To determine which precipitate forms first, we need to find the minimum $$[OH^-]$$ concentration required to start precipitation of each salt.

For $$A(OH)_2$$, the solubility product is given by $$K_{sp} = [A^{2+}][OH^-]^2$$. Substituting $$K_{sp} = 9 \times 10^{-10}$$ and assuming $$[A^{2+}] = 1$$ yields $$ 9 \times 10^{-10} = (1)[OH^-]^2 $$. Solving for $$[OH^-]$$ gives $$[OH^-] = \sqrt{9 \times 10^{-10}} = 3 \times 10^{-5} \text{ M}$$.
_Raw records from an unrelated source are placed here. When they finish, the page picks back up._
use log::{debug, info, warn};

use medal_ranking::*;
use snafu::{prelude::*, Snafu};

use std::fs;
use std::path::{Path, PathBuf};

use serde_json::json;
use serde_json::Value as JSValue;
use text_diff::print_diff;

pub mod config_reader;
pub mod flags;
pub mod io_common;
pub mod io_csv;
pub mod io_feed;
pub mod io_xlsx;
pub mod snapshot;

use crate::args::Args;
use crate::medals::config_reader::*;

#[derive(Debug, Snafu)]
pub enum MedalError {
    #[snafu(display("Error opening file {path}"))]
    OpeningJson {
        source: std::io::Error,
        path: String,
    },
    #[snafu(display(""))]
    ParsingJson { source: serde_json::Error },
    #[snafu(display("Unexpected feed content: {message}"))]
    FeedShape { message: String },
    #[snafu(display(""))]
    CsvOpen { source: csv::Error },
    #[snafu(display("Error reading CSV line {lineno}"))]
    CsvLineParse { source: csv::Error, lineno: usize },
    #[snafu(display("Line {lineno}: missing or malformed field {field}"))]
    BadField { lineno: usize, field: String },
    #[snafu(display("Error opening workbook {path}"))]
    OpeningExcel {
        source: calamine::XlsxError,
        path: String,
    },
    #[snafu(display(""))]
    EmptyExcel {},
    #[snafu(display("Line {lineno}: unexpected cell content {content}"))]
    ExcelWrongCellType { lineno: usize, content: String },
    #[snafu(display("Error writing the CSV snapshot"))]
    SnapshotWrite { source: csv::Error },
    #[snafu(display("Error flushing the CSV snapshot"))]
    SnapshotFlush { source: std::io::Error },
    #[snafu(display("Error writing the summary to {path}"))]
    WritingSummary {
        source: std::io::Error,
        path: String,
    },
    #[snafu(display("Ranking failed: {source}"))]
    Ranking { source: RankingErrors },

    #[snafu(whatever, display("{message}"))]
    Whatever {
        message: String,
        #[snafu(source(from(Box<dyn std::error::Error>, Some)))]
        source: Option<Box<dyn std::error::Error>>,
    },
}

pub type MedalResult<T> = Result<T, MedalError>;

/// One medal row as produced by the input readers, before validation.
///
/// The feed reader fills in the NOC code; the tabular readers carry the
/// already-formatted candidate string.
#[derive(Eq, PartialEq, Debug, Clone)]
pub struct ParsedMedalRow {
    pub noc: Option<String>,
    pub candidate: Option<String>,
    pub gold: u64,
    pub silver: u64,
    pub bronze: u64,
    pub total: Option<u64>,
}

/// Turns parsed rows into medal records with the canonical identity.
///
/// The identity string is computed once here (NOC plus flag glyph for feed
/// rows); every downstream table joins on it. Sum and uniqueness checks are
/// the core's job.
pub fn validate_rows(rows: &[ParsedMedalRow]) -> MedalResult<Vec<MedalRecord>> {
    let mut res: Vec<MedalRecord> = Vec::with_capacity(rows.len());
    for row in rows.iter() {
        let candidate = match (&row.candidate, &row.noc) {
            (Some(c), _) => c.clone(),
            (None, Some(noc)) => flags::display_name(noc),
            (None, None) => {
                whatever!("medal row without a candidate identity: {:?}", row)
            }
        };
        let total = row.total.unwrap_or(row.gold + row.silver + row.bronze);
        res.push(MedalRecord {
            candidate,
            gold: row.gold,
            silver: row.silver,
            bronze: row.bronze,
            total,
        });
    }
    debug!("validate_rows: {:?} records", res.len());
    Ok(res)
}

fn read_rows(
    path: &str,
    provider: &str,
    worksheet: &Option<String>,
) -> MedalResult<Vec<ParsedMedalRow>> {
    info!(
        "Attempting to read medal table {:?} with provider {:?}",
        path, provider
    );
    match provider {
        "feed" => io_feed::read_feed_json(path),
        "csv" => io_csv::read_csv_table(path),
        "xlsx" => io_xlsx::read_excel_table(path, worksheet),
        x => whatever!("Input type not implemented {:?}", x),
    }
}

fn comparison_to_json(rows: &[ComparisonRow]) -> Vec<JSValue> {
    rows.iter()
        .map(|row| {
            json!({
                "candidate": row.candidate,
                "rankMj": row.rank_mj,
                "majorityGrade": row.grade,
                "rankLexico": row.rank_lexico,
                "rankTotal": row.rank_total,
                "gold": row.gold,
                "silver": row.silver,
                "bronze": row.bronze,
                "total": row.total,
            })
        })
        .collect()
}

fn ballots_to_json(ballots: &[Ballot]) -> Vec<JSValue> {
    ballots
        .iter()
        .map(|b| {
            let mut weights = serde_json::Map::new();
            for (label, w) in b.weights.iter() {
                weights.insert(label.clone(), json!(w));
            }
            json!({ "candidate": b.candidate, "weights": weights })
        })
        .collect()
}

fn build_summary_js(config: &MedalConfig, rules: &RankingRules, rv: &RankingResult) -> JSValue {
    let c = OutputConfig {
        contest: config.output_settings.contest_name.clone(),
        date: config.output_settings.contest_date.clone(),
        min_medals: rules.min_total,
        max_total: rv.max_total,
    };
    json!({
        "config": c,
        "comparison": comparison_to_json(&rv.comparison),
        "meritProfiles": ballots_to_json(&rv.ballots),
        "warnings": rv.warnings,
    })
}

fn log_comparison(rv: &RankingResult) {
    info!(
        "{:<28} {:>6} {:<14} {:>7} {:>6}   {:>4} {:>4} {:>4} {:>5}",
        "candidate", "mj", "grade", "lexico", "total", "G", "S", "B", "sum"
    );
    for row in rv.comparison.iter() {
        info!(
            "{:<28} {:>6} {:<14} {:>7} {:>6}   {:>4} {:>4} {:>4} {:>5}",
            row.candidate,
            row.rank_mj,
            row.grade,
            row.rank_lexico,
            row.rank_total,
            row.gold,
            row.silver,
            row.bronze,
            row.total
        );
    }
}

/// End-to-end run for the command line: configuration, input, snapshot,
/// ranking, summary and reference check.
pub fn run_tally(args: &Args) -> MedalResult<()> {
    let config = match &args.config {
        Some(p) => read_config(p)?,
        None => MedalConfig::default_config(),
    };
    info!("config: {:?}", config);

    let rules = validate_rules(&config, args.min_medals)?;

    let mut rows: Vec<ParsedMedalRow> = Vec::new();
    if let Some(input) = &args.input {
        let provider = args.input_type.clone().unwrap_or_else(|| "csv".to_string());
        rows = read_rows(input, provider.as_str(), &args.excel_worksheet_name)?;
    } else {
        if config.sources.is_empty() {
            whatever!("no input provided: pass --input or a configuration with medalFileSources");
        }
        // Source paths are relative to the configuration file.
        let root_p = match &args.config {
            Some(p) => Path::new(p.as_str())
                .parent()
                .map(|p| p.to_path_buf())
                .unwrap_or_default(),
            None => PathBuf::new(),
        };
        for src in config.sources.iter() {
            let p: PathBuf = [root_p.as_path(), Path::new(src.file_path.as_str())]
                .iter()
                .collect();
            let p2 = p.as_path().display().to_string();
            let mut file_rows = read_rows(&p2, src.provider.as_str(), &src.worksheet_name)?;
            rows.append(&mut file_rows);
        }
    }
    debug!("rows: {:?}", rows);

    let records = validate_rows(&rows)?;

    // The snapshot is taken before ranking and has no effect on the result.
    if let Some(dir) = &args.snapshot_dir {
        let p = snapshot::write_snapshot(&records, dir)?;
        info!("Raw medal table snapshotted to {:?}", p);
    }

    let result = run_ranking(&records, &rules).context(RankingSnafu {})?;
    for w in result.warnings.iter() {
        warn!("data-quality warning: {}", w);
    }
    log_comparison(&result);

    let summary = build_summary_js(&config, &rules, &result);
    let pretty_js_stats = serde_json::to_string_pretty(&summary).context(ParsingJsonSnafu {})?;
    match &args.out {
        Some(p) if p != "stdout" => {
            fs::write(p, &pretty_js_stats).context(WritingSummarySnafu { path: p.clone() })?;
            info!("Summary written to {:?}", p);
        }
        _ => {
            println!("{}", pretty_js_stats);
        }
    }

    // The reference summary, if provided for comparison
    if let Some(summary_p) = &args.reference {
        let summary_ref = read_summary(summary_p)?;
        let pretty_js_summary_ref =
            serde_json::to_string_pretty(&summary_ref).context(ParsingJsonSnafu {})?;
        if pretty_js_summary_ref != pretty_js_stats {
            warn!("Found differences with the reference string");
            print_diff(
                pretty_js_summary_ref.as_str(),
                pretty_js_stats.as_ref(),
                "\n",
            );
            whatever!("Difference detected between calculated summary and reference summary")
        }
    }

    Ok(())
}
For $$B(OH)_3$$, the solubility product expression is $$K_{sp} = [B^{3+}][OH^-]^3$$. With $$K_{sp} = 27 \times 10^{-18}$$ and $$[B^{3+}] = 1$$, we have $$ 27 \times 10^{-18} = (1)[OH^-]^3 $$. This leads to $$[OH^-] = (27 \times 10^{-18})^{1/3} = 3 \times 10^{-6} \text{ M}$$.

Since $$B(OH)_3$$ requires a lower $$[OH^-]$$ concentration ($$3 \times 10^{-6}$$ M) to precipitate than $$A(OH)_2$$ ($$3 \times 10^{-5}$$ M), $$B(OH)_3$$ will precipitate first as $$NH_4OH$$ is gradually added.

The correct answer is Option 3: $$B(OH)_3$$ will precipitate before $$A(OH)_2$$.